### Exercise materials
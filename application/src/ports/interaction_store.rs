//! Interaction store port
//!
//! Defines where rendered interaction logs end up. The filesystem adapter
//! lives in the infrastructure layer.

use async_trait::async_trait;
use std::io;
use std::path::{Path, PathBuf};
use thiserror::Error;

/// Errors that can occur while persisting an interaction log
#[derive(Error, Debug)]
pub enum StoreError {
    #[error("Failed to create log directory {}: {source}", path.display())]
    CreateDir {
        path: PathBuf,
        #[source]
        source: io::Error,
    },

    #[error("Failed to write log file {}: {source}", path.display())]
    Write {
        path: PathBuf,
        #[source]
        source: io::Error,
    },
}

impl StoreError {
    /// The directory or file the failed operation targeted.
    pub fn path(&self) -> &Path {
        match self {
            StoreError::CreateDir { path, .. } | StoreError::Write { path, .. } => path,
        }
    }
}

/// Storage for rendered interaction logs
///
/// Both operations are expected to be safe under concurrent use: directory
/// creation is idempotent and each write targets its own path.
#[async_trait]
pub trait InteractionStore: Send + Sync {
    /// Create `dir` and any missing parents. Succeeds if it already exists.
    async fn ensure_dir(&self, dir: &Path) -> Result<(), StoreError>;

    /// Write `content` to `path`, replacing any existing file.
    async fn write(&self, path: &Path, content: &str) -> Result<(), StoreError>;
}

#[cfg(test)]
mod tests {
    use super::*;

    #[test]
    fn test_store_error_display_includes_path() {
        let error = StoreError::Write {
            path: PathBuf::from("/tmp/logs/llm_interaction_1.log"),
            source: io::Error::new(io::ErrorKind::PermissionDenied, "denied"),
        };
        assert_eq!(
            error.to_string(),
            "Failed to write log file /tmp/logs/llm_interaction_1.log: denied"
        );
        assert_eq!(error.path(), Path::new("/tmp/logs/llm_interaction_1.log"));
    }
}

--

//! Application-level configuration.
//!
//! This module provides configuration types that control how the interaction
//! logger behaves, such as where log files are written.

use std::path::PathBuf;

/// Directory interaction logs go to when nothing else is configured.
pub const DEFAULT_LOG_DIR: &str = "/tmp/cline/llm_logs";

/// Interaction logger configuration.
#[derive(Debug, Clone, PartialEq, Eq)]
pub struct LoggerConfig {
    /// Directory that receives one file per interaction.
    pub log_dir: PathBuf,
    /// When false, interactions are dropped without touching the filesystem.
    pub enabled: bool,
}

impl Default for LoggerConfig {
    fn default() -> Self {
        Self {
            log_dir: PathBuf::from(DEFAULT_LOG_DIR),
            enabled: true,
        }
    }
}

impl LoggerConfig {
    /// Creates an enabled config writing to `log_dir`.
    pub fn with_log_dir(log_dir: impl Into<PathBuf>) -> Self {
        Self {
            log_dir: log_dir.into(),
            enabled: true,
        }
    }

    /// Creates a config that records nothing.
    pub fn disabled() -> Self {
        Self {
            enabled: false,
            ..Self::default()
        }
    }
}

### Problem to work on
Once you find the line with "filename application/src/ports/interaction_store.rs" in the entries above, output it and each line after it up to and including the line with "use thiserror::Error;", and nothing else.

### Exercise answer
filename application/src/ports/interaction_store.rs
//! Interaction store port
//!
//! Defines where rendered interaction logs end up. The filesystem adapter
//! lives in the infrastructure layer.

use async_trait::async_trait;
use std::io;
use std::path::{Path, PathBuf};
use thiserror::Error;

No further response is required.